Removed the lockdown on barcelona

Paris is not archived (yet). It is not on our main hardware. The archive is in place on our server and needs a vhost. We will wait until http://paris2009.drupalcon.org/drupliconroadtrip/ is dealt with, which is a separate site, and I believe should be NodeOne's responsibility. They are on it.

Boston is now archived and password can be removed.

RewriteEngine On
RewriteBase /
RewriteCond %{REQUEST_FILENAME} -d
RewriteCond %{DOCUMENT_ROOT}/$1.html -f
RewriteRule ^(.*)/$ $1.html [L,R=301]

As written, this is a security hole—albeit simply an unwieldy and unlikely information-disclosure one—because it allows an attacker to go to "http://www.somesite.com/%2e%2e%2fsecretfile" and determine whether a file named "secretfile.html" exists one level above the DocumentRoot by whether or not the response from the server is a 301 or a 404. Also, there appears to be a missing "!" before the "-d".

If we want to do this in a .htaccess, I'd use a set of rules like:

RewriteCond %{REQUEST_FILENAME} !-d
RewriteCond %{REQUEST_FILENAME} !-f
RewriteCond %{REQUEST_FILENAME}.html -f
RewriteRule (.*) $1.html? [L,R=301]

A few notes:

• It allows access to "/foo.ext", even if "/foo.ext.html" exists. This may not be desirable, but made sense to me. Easy enough to change by killing the second RewriteCond, of course.
• This rule should probably not apply to the files directory, lest we open a future security hole.
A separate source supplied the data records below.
// SPDX-FileCopyrightText: 2025 Contributors to the pinflow project.
// SPDX-License-Identifier: Apache-2.0

//! # pinflow - streaming pin protocol
//!
//! Building blocks for push-model media pipelines: filters with typed pins,
//! format negotiation, negotiated buffer pools, per-output pump threads and
//! cooperative flush and end-of-stream handling.
//!
//! ## Overview
//!
//! A pipeline is a chain of [`Filter`]s. Each filter exposes input and
//! output pins. Connecting an output to a downstream input negotiates a
//! [`FormatDescriptor`] and a [`BufferPool`] owned by the producer. While
//! the pipeline is active, samples are pushed downstream: an input pin hands
//! each [`Sample`] to the filter's [`FilterImpl`], which appends results to
//! the output pin's [`PendingQueue`]. A pump thread per output pops the
//! queue, copies each sample into a pooled buffer and pushes it on.
//!
//! ### Key Concepts
//!
//! - **Filter**: a processing stage; protocol in [`Filter`], media logic in [`FilterImpl`]
//! - **Pin**: a typed connection point addressed by [`PinId`]
//! - **Format**: negotiated media type, [`FormatDescriptor`]
//! - **Pool**: negotiated set of reusable buffers, [`BufferPool`]
//! - **Pending queue**: per-output FIFO sealed by an end-of-stream sentinel
//! - **Pump**: the thread draining one pending queue
//!
//! ## Architecture
//!
//! ```text
//!  upstream filter                          downstream filter
//! ┌──────────────────────────────┐        ┌─────────────────────────┐
//! │ FilterImpl::receive          │        │                         │
//! │        │                     │        │                         │
//! │        ▼                     │ push   │                         │
//! │ PendingQueue ─► pump thread ─┼───────►│ InputEndpoint::receive  │
//! │                   │          │        │        │                │
//! │                   ▼          │        │        ▼                │
//! │              BufferPool      │        │ FilterImpl::receive ... │
//! └──────────────────────────────┘        └─────────────────────────┘
//! ```
//!
//! ## Example
//!
//! ```no_run
//! use pinflow::{Filter, Graph, PinId};
//! # use pinflow::{FilterImpl, FormatList, FormatDescriptor, Outputs, PinTemplate, Sample, Result};
//! # struct Source;
//! # impl FilterImpl for Source {
//! #     fn type_name(&self) -> &'static str { "source" }
//! #     fn pin_templates(&self) -> Vec<PinTemplate> { vec![PinTemplate::output("out")] }
//! #     fn preferred_formats(&self, _: PinId, _: Option<&FormatDescriptor>) -> FormatList { FormatList::new() }
//! #     fn query_accept(&self, _: PinId, _: &FormatDescriptor, _: Option<&FormatDescriptor>) -> Result<()> { Ok(()) }
//! #     fn receive(&mut self, _: PinId, _: Sample, _: &mut Outputs<'_>) -> Result<()> { Ok(()) }
//! # }
//! # struct Sink;
//! # impl FilterImpl for Sink {
//! #     fn type_name(&self) -> &'static str { "sink" }
//! #     fn pin_templates(&self) -> Vec<PinTemplate> { vec![PinTemplate::input("in")] }
//! #     fn preferred_formats(&self, _: PinId, _: Option<&FormatDescriptor>) -> FormatList { FormatList::new() }
//! #     fn query_accept(&self, _: PinId, _: &FormatDescriptor, _: Option<&FormatDescriptor>) -> Result<()> { Ok(()) }
//! #     fn receive(&mut self, _: PinId, _: Sample, _: &mut Outputs<'_>) -> Result<()> { Ok(()) }
//! # }
//!
//! # fn main() -> Result<()> {
//! let source = Filter::new("source", Source);
//! let sink = Filter::new("sink", Sink);
//!
//! let mut graph = Graph::new();
//! graph.add(&source);
//! graph.add(&sink);
//! graph.connect(&source, PinId(0), &sink, PinId(0), None)?;
//! graph.run()?;
//!
//! source.push_output(PinId(0), Sample::from_vec(vec![0; 16]).with_time(0, Some(10)))?;
//! source.push_output_end_of_stream(PinId(0))?;
//! # Ok(())
//! # }
//! ```
//!
//! ## Locking
//!
//! Each filter has exactly one mutex guarding its pins, queues and flags.
//! It is never held across a call that can block on another stage: buffer
//! acquisition, a downstream push or an end-of-stream call. Debug builds
//! assert this; see [`lockcheck::held_locks`].
//!
//! ## Flush and end-of-stream
//!
//! End-of-stream travels as a queue sentinel, so samples already queued are
//! delivered first. Flush is cooperative: `begin_flush` propagates
//! downstream before the local pumps are joined, and `end_flush` propagates
//! only after local state is clean. A pump that does not exit in time is
//! reported as [`Error::Timeout`].

mod error;
mod filter;
mod format;
mod graph;
mod pin;
mod pool;
mod queue;
mod sample;
mod task;

pub mod channel_map;
pub mod codec;
pub mod config;
pub mod frame_queue;
pub mod lockcheck;

pub use config::{DeliveryMode, FilterConfig};
pub use error::{Error, Result};
pub use filter::{
    CopyPopulator, Filter, FilterImpl, FilterState, Outputs, Populate, Render, StreamContext,
};
pub use format::{
    AudioFormat, FormatDescriptor, FormatDetails, FormatList, MajorType, PCM_CHUNK_DIVISOR,
    Subtype, VideoFormat, negotiate,
};
pub use graph::{Control, Graph};
pub use pin::{Direction, InputEndpoint, PinId, PinInfo, PinKey, PinTemplate};
pub use pool::{BufferPool, PoolProperties, PoolRequest};
pub use queue::{PendingQueue, Pop, QueueEntry};
pub use sample::{Sample, SampleFlags, SampleTime};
That said, I think the caveat in the previous note actually prevents that concern.
• It chops off any query string as a result of the terminal "?". If there's some fancy AJAX going on that needs to read its own query string, drop the "?" and add a "QSA" flag to the RewriteRule.
• Standard disclaimers about .htaccess vs. httpd.conf in a <Directory> stanza vs. httpd.conf outside of <Directory> stanza go here.
• Blatantly untested. At minimum, scan for typos before using, please.
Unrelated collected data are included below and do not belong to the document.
// SPDX-FileCopyrightText: 2025 Contributors to the pinflow project.
// SPDX-License-Identifier: Apache-2.0

//! Planar 4:2:0 picture layout and repacking.
//!
//! Pictures travel between filters tightly packed: the luma plane, then two
//! chroma planes of `ceil(w/2) x ceil(h/2)` bytes each. I420 stores U before
//! V, YV12 stores V before U. Codecs always see I420.

use pinflow::{Error, Result, Subtype, codec::DecodedPicture};

/// Plane geometry of a tightly packed 4:2:0 picture.
#[derive(Clone, Copy, Debug, PartialEq, Eq)]
pub struct PlanarLayout {
    pub width: usize,
    pub height: usize,
    pub chroma_width: usize,
    pub chroma_height: usize,
}

impl PlanarLayout {
    pub fn new(width: u32, height: u32) -> Self {
        let width = width as usize;
        let height = height as usize;
        Self {
            width,
            height,
            chroma_width: width.div_ceil(2),
            chroma_height: height.div_ceil(2),
        }
    }

    pub fn luma_size(&self) -> usize {
        self.width * self.height
    }

    pub fn chroma_size(&self) -> usize {
        self.chroma_width * self.chroma_height
    }

    pub fn total_size(&self) -> usize {
        self.luma_size() + 2 * self.chroma_size()
    }

    /// Byte offsets of the U and V planes for `subtype`.
    ///
    /// # Errors
    ///
    /// Returns [`Error::InvalidArg`] unless `subtype` is I420 or YV12.
    pub fn chroma_offsets(&self, subtype: Subtype) -> Result<(usize, usize)> {
        let first = self.luma_size();
        let second = first + self.chroma_size();
        match subtype {
            Subtype::I420 => Ok((first, second)),
            Subtype::Yv12 => Ok((second, first)),
            other => Err(Error::InvalidArg(format!("{other:?} is not planar 4:2:0"))),
        }
    }

    fn check_len(&self, len: usize, what: &str) -> Result<()> {
        if len < self.total_size() {
            return Err(Error::InvalidArg(format!(
                "{what} holds {len} bytes, {}x{} picture needs {}",
                self.width,
                self.height,
                self.total_size()
            )));
        }
        Ok(())
    }
}

/// Rewrites a tight `from` picture as a tight `to` picture.
///
/// I420 and YV12 differ only in chroma plane order, so this is a copy with
/// the chroma planes optionally swapped. Returns the bytes written.
///
/// # Errors
///
/// Returns [`Error::InvalidArg`] for non-planar subtypes or short buffers.
pub fn convert_planar(
    src: &[u8],
    from: Subtype,
    to: Subtype,
    layout: &PlanarLayout,
    dst: &mut [u8],
) -> Result<usize> {
    layout.check_len(src.len(), "source")?;
    layout.check_len(dst.len(), "destination")?;
    let (src_u, src_v) = layout.chroma_offsets(from)?;
    let (dst_u, dst_v) = layout.chroma_offsets(to)?;
    let luma = layout.luma_size();
    let chroma = layout.chroma_size();
    dst[..luma].copy_from_slice(&src[..luma]);
    dst[dst_u..dst_u + chroma].copy_from_slice(&src[src_u..src_u + chroma]);
    dst[dst_v..dst_v + chroma].copy_from_slice(&src[src_v..src_v + chroma]);
    Ok(layout.total_size())
}

/// Converts packed YUY2 (Y0 U Y1 V) to tight I420.
///
/// Luma is copied; each chroma sample averages the two source rows it
/// covers. `stride` is the source row pitch in bytes.
///
/// # Errors
///
/// Returns [`Error::InvalidArg`] for odd dimensions or a short source.
pub fn yuy2_to_i420(
    src: &[u8],
    width: u32,
    height: u32,
    stride: usize,
    dst: &mut Vec<u8>,
) -> Result<()> {
    if width % 2 != 0 || height % 2 != 0 {
        return Err(Error::InvalidArg(format!(
            "YUY2 needs even dimensions, got {width}x{height}"
        )));
    }
    let layout = PlanarLayout::new(width, height);
    if stride < layout.width * 2 || src.len() < stride * layout.height {
        return Err(Error::InvalidArg(format!(
            "YUY2 source of {} bytes too small for {}x{} with stride {}",
            src.len(),
            width,
            height,
            stride
        )));
    }

    dst.clear();
    dst.resize(layout.total_size(), 0);
    let (y_plane, chroma) = dst.split_at_mut(layout.luma_size());
    let (u_plane, v_plane) = chroma.split_at_mut(layout.chroma_size());

    for row in (0..layout.height).step_by(2) {
        let top = &src[row * stride..row * stride + layout.width * 2];
        let bottom = &src[(row + 1) * stride..(row + 1) * stride + layout.width * 2];
        let chroma_row = row / 2 * layout.chroma_width;
        for (pair, (t, b)) in top.chunks_exact(4).zip(bottom.chunks_exact(4)).enumerate() {
            let x = pair * 2;
            y_plane[row * layout.width + x] = t[0];
            y_plane[row * layout.width + x + 1] = t[2];
            y_plane[(row + 1) * layout.width + x] = b[0];
            y_plane[(row + 1) * layout.width + x + 1] = b[2];
            u_plane[chroma_row + pair] = ((t[1] as u16 + b[1] as u16) / 2) as u8;
            v_plane[chroma_row + pair] = ((t[3] as u16 + b[3] as u16) / 2) as u8;
        }
    }
    Ok(())
}

/// Packs a decoded picture with strided planes into a tight `subtype`
/// picture. Returns the bytes written.
///
/// # Errors
///
/// Returns [`Error::InvalidArg`] if a plane is shorter than its stride and
/// height imply, or [`Error::PoolExhausted`] if `dst` is too small.
pub fn pack_picture(picture: &DecodedPicture, subtype: Subtype, dst: &mut [u8]) -> Result<usize> {
    let layout = PlanarLayout::new(picture.width, picture.height);
    if dst.len() < layout.total_size() {
        return Err(Error::PoolExhausted);
    }
    let (u_offset, v_offset) = layout.chroma_offsets(subtype)?;
    let targets = [
        (0, layout.width, layout.height),
        (u_offset, layout.chroma_width, layout.chroma_height),
        (v_offset, layout.chroma_width, layout.chroma_height),
    ];
    for (plane, ((offset, width, height), stride)) in
        picture.planes.iter().zip(targets.into_iter().zip(picture.strides))
    {
        if stride < width || (height > 0 && plane.len() < stride * (height - 1) + width) {
            return Err(Error::InvalidArg(format!(
                "plane of {} bytes with stride {} cannot hold {}x{}",
                plane.len(),
                stride,
                width,
                height
            )));
        }
        for row in 0..height {
            let src = &plane[row * stride..row * stride + width];
            dst[offset + row * width..offset + (row + 1) * width].copy_from_slice(src);
        }
    }
    Ok(layout.total_size())
}

#[cfg(test)]
mod tests {
    use super::*;

    /// A 4x2 I420 picture: Y = 0..8, U = [100, 101], V = [200, 201].
    fn i420_4x2() -> Vec<u8> {
        let mut picture: Vec<u8> = (0..8).collect();
        picture.extend([100, 101, 200, 201]);
        picture
    }

    #[test]
    fn layout_rounds_chroma_up() {
        let layout = PlanarLayout::new(5, 3);
        assert_eq!(layout.chroma_width, 3);
        assert_eq!(layout.chroma_height, 2);
        assert_eq!(layout.total_size(), 15 + 12);
        assert_eq!(layout.chroma_offsets(Subtype::Yv12).unwrap(), (21, 15));
        assert!(layout.chroma_offsets(Subtype::Rgb24).is_err());
    }

    #[test]
    fn i420_to_yv12_swaps_chroma() {
        let layout = PlanarLayout::new(4, 2);
        let mut out = vec![0; layout.total_size()];
        convert_planar(&i420_4x2(), Subtype::I420, Subtype::Yv12, &layout, &mut out).unwrap();
        assert_eq!(&out[8..], &[200, 201, 100, 101]);
        assert_eq!(&out[..8], &i420_4x2()[..8]);
    }

    #[test]
    fn yuy2_averages_rows() {
        // Row 0: Y0=1 U=10 Y1=2 V=20, Y0=3 U=30 Y1=4 V=40
        // Row 1: Y0=5 U=12 Y1=6 V=22, Y0=7 U=33 Y1=8 V=41
        let src = [1, 10, 2, 20, 3, 30, 4, 40, 5, 12, 6, 22, 7, 33, 8, 41];
        let mut out = Vec::new();
        yuy2_to_i420(&src, 4, 2, 8, &mut out).unwrap();
        assert_eq!(out, vec![1, 2, 3, 4, 5, 6, 7, 8, 11, 31, 21, 40]);
    }

    #[test]
    fn yuy2_rejects_odd_or_short_input() {
        let mut out = Vec::new();
        assert!(yuy2_to_i420(&[0; 6], 3, 1, 6, &mut out).is_err());
        assert!(yuy2_to_i420(&[0; 8], 4, 2, 8, &mut out).is_err());
    }

    #[test]
    fn strided_planes_are_packed_tight() {
        let picture = DecodedPicture {
            width: 4,
            height: 2,
            planes: [
                vec![0, 1, 2, 3, 99, 99, 4, 5, 6, 7, 99, 99],
                vec![100, 101, 99, 99],
                vec![200, 201, 99, 99],
            ],
            strides: [6, 4, 4],
            pts: None,
        };
        let mut out = vec![0; 12];
        assert_eq!(pack_picture(&picture, Subtype::Yv12, &mut out).unwrap(), 12);
        assert_eq!(out, vec![0, 1, 2, 3, 4, 5, 6, 7, 200, 201, 100, 101]);
        assert!(matches!(
            pack_picture(&picture, Subtype::I420, &mut [0; 11]),
            Err(Error::PoolExhausted)
        ));
    }
}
Boston is now accesible and archived, thanks Neil!

Paris remains to be dealt with.

The static sites are nice, but not searchable or at all integrated with Drupal.org. #1238508: Create a permanent home for DrupalCon presentations for the next step.

It's been nearly a year... Is this still a problem?
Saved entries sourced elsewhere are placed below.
// SPDX-FileCopyrightText: 2025 Contributors to the pinflow project.
// SPDX-License-Identifier: Apache-2.0

//! Integration tests for flush and end-of-stream coordination.

mod common;

use common::{
    Event, PASS_IN, PASS_OUT, PassThrough, Probe, TestSource, setup_test, tagged, video,
    wait_until,
};
use pinflow::{Error, Filter, Graph, PinId, Subtype};

const OUT: PinId = PinId(0);

fn source() -> Filter<TestSource> {
    Filter::new("source", TestSource::new(vec![video(Subtype::I420)]))
}

/// After a flush the queue is empty, flags are clear and exactly one pump
/// runs again.
#[test]
fn flush_drains_cleanly() {
    setup_test();
    let src = source();
    let probe = Probe::new(vec![Subtype::I420]);
    probe.set_open(false);
    src.connect(OUT, probe.endpoint(), None).unwrap();
    src.run().unwrap();

    src.push_output(OUT, tagged(1)).unwrap();
    assert!(wait_until(|| probe.with_state(|s| s.entered_receive) == 1));
    for tag in 2..=4 {
        src.push_output(OUT, tagged(tag)).unwrap();
    }
    assert_eq!(src.pending_len(OUT).unwrap(), 3);

    // The blocked downstream receive is released by the propagated flush.
    src.begin_flush().unwrap();
    assert_eq!(src.pending_len(OUT).unwrap(), 0);
    assert!(!src.pump_running(OUT).unwrap());
    assert!(matches!(
        src.push_output(OUT, tagged(5)),
        Err(Error::RejectedFlushing)
    ));

    src.end_flush().unwrap();
    assert_eq!(src.pending_len(OUT).unwrap(), 0);
    assert!(!src.is_done(OUT).unwrap());
    assert!(src.pump_running(OUT).unwrap());

    probe.set_open(true);
    src.push_output(OUT, tagged(6)).unwrap();
    assert!(wait_until(|| probe.samples() == vec![6]));
    assert_eq!(
        probe.events(),
        vec![Event::BeginFlush, Event::EndFlush, Event::Sample(6)]
    );
    assert!(
        probe
            .with_state(|s| s.held.clone())
            .iter()
            .all(|count| *count == 0)
    );
    src.stop().unwrap();
}

#[test]
fn flush_propagates_through_chain() {
    setup_test();
    let src = source();
    let pass = Filter::new("pass", PassThrough::default());
    let probe = Probe::new(vec![Subtype::I420]);
    let mut graph = Graph::new();
    graph.add(&src);
    graph.add(&pass);
    graph.connect(&src, OUT, &pass, PASS_IN, None).unwrap();
    pass.connect(PASS_OUT, probe.endpoint(), None).unwrap();
    graph.run().unwrap();

    src.push_output(OUT, tagged(1)).unwrap();
    assert!(wait_until(|| probe.samples() == vec![1]));

    src.begin_flush().unwrap();
    let input = pass.input(PASS_IN).unwrap();
    assert!(matches!(
        input.receive(tagged(9)),
        Err(Error::RejectedFlushing)
    ));
    assert!(matches!(
        input.end_of_stream(),
        Err(Error::RejectedFlushing)
    ));
    assert!(!pass.pump_running(PASS_OUT).unwrap());

    src.end_flush().unwrap();
    assert_eq!(pass.with_impl(|p| p.flushes).unwrap(), 1);
    assert!(pass.pump_running(PASS_OUT).unwrap());

    input.receive(tagged(2)).unwrap();
    src.push_output(OUT, tagged(3)).unwrap();
    src.push_output_end_of_stream(OUT).unwrap();
    assert!(wait_until(|| probe.ends() == 1));
    assert_eq!(
        probe.events(),
        vec![
            Event::Sample(1),
            Event::BeginFlush,
            Event::EndFlush,
            Event::Sample(2),
            Event::Sample(3),
            Event::EndOfStream,
        ]
    );
    graph.stop().unwrap();
}

/// A flush rewinds the stream: end-of-stream no longer applies afterwards.
#[test]
fn flush_clears_end_of_stream() {
    setup_test();
    let src = source();
    let pass = Filter::new("pass", PassThrough::default());
    let probe = Probe::new(vec![Subtype::I420]);
    src.connect(OUT, pass.input(PASS_IN).unwrap(), None).unwrap();
    pass.connect(PASS_OUT, probe.endpoint(), None).unwrap();
    pass.run().unwrap();
    src.run().unwrap();

    src.push_output_end_of_stream(OUT).unwrap();
    assert!(wait_until(|| probe.ends() == 1));
    let input = pass.input(PASS_IN).unwrap();
    assert!(matches!(input.receive(tagged(1)), Err(Error::RejectedEos)));

    src.begin_flush().unwrap();
    src.end_flush().unwrap();

    src.push_output(OUT, tagged(2)).unwrap();
    src.push_output_end_of_stream(OUT).unwrap();
    assert!(wait_until(|| probe.ends() == 2));
    assert_eq!(probe.samples(), vec![2]);

    src.stop().unwrap();
    pass.stop().unwrap();
}

#[test]
fn flush_while_stopped_starts_no_pump() {
    setup_test();
    let src = source();
    let probe = Probe::new(vec![Subtype::I420]);
    src.connect(OUT, probe.endpoint(), None).unwrap();

    src.begin_flush().unwrap();
    assert!(matches!(
        src.push_output(OUT, tagged(1)),
        Err(Error::WrongState(_))
    ));
    src.end_flush().unwrap();
    assert!(!src.pump_running(OUT).unwrap());
    assert_eq!(probe.events(), vec![Event::BeginFlush, Event::EndFlush]);
}

#[test]
fn flush_requires_connected_input() {
    setup_test();
    let pass = Filter::new("pass", PassThrough::default());
    let input = pass.input(PASS_IN).unwrap();
    assert!(matches!(input.begin_flush(), Err(Error::NotConnected)));
    assert!(matches!(input.end_flush(), Err(Error::NotConnected)));
}

/// A failed codec reset still ends the flush downstream, then ends the
/// stream instead of leaving it half flushed.
#[test]
fn failed_flush_still_ends_downstream_flush() {
    setup_test();
    let src = source();
    let pass = Filter::new(
        "pass",
        PassThrough {
            fail_flush: true,
            ..PassThrough::default()
        },
    );
    let probe = Probe::new(vec![Subtype::I420]);
    src.connect(OUT, pass.input(PASS_IN).unwrap(), None).unwrap();
    pass.connect(PASS_OUT, probe.endpoint(), None).unwrap();
    pass.run().unwrap();

    let input = pass.input(PASS_IN).unwrap();
    input.receive(tagged(1)).unwrap();
    assert!(wait_until(|| probe.samples() == vec![1]));

    input.begin_flush().unwrap();
    assert!(matches!(input.end_flush(), Err(Error::Codec(_))));
    assert!(!probe.with_state(|s| s.flushing));
    assert!(pass.pump_running(PASS_OUT).unwrap());
    assert!(wait_until(|| probe.ends() == 1));
    assert_eq!(
        probe.events(),
        vec![
            Event::Sample(1),
            Event::BeginFlush,
            Event::EndFlush,
            Event::EndOfStream,
        ]
    );
    assert!(matches!(
        input.receive(tagged(2)),
        Err(Error::DeliveryHalted)
    ));
    pass.stop().unwrap();
}

#[test]
fn failed_source_flush_ends_stream() {
    setup_test();
    let src = source();
    let probe = Probe::new(vec![Subtype::I420]);
    src.connect(OUT, probe.endpoint(), None).unwrap();
    src.run().unwrap();
    src.with_impl(|s| s.fail_flush = true).unwrap();

    src.begin_flush().unwrap();
    assert!(matches!(src.end_flush(), Err(Error::Codec(_))));
    assert!(wait_until(|| probe.ends() == 1));
    assert!(matches!(
        src.push_output(OUT, tagged(1)),
        Err(Error::RejectedEos)
    ));
    assert_eq!(
        probe.events(),
        vec![Event::BeginFlush, Event::EndFlush, Event::EndOfStream]
    );
    src.stop().unwrap();
}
TNR global is using https://webarchive.jira.com/wiki/display/Heritrix/Heritrix which is developed/used by archive.org to put static sites into Solr. I suspect it's via something like this wrapper: http://youseer.sourceforge.net/

given the relatively limited scope of those sites, we could probably get away with something simpler.

As long as we set the right site hash and other meta data, we should be able to put those in the same index and have multi-site search work.

This seems fixed to me. I suggest a new issue that's focused on search for anyone who wants to work on that part.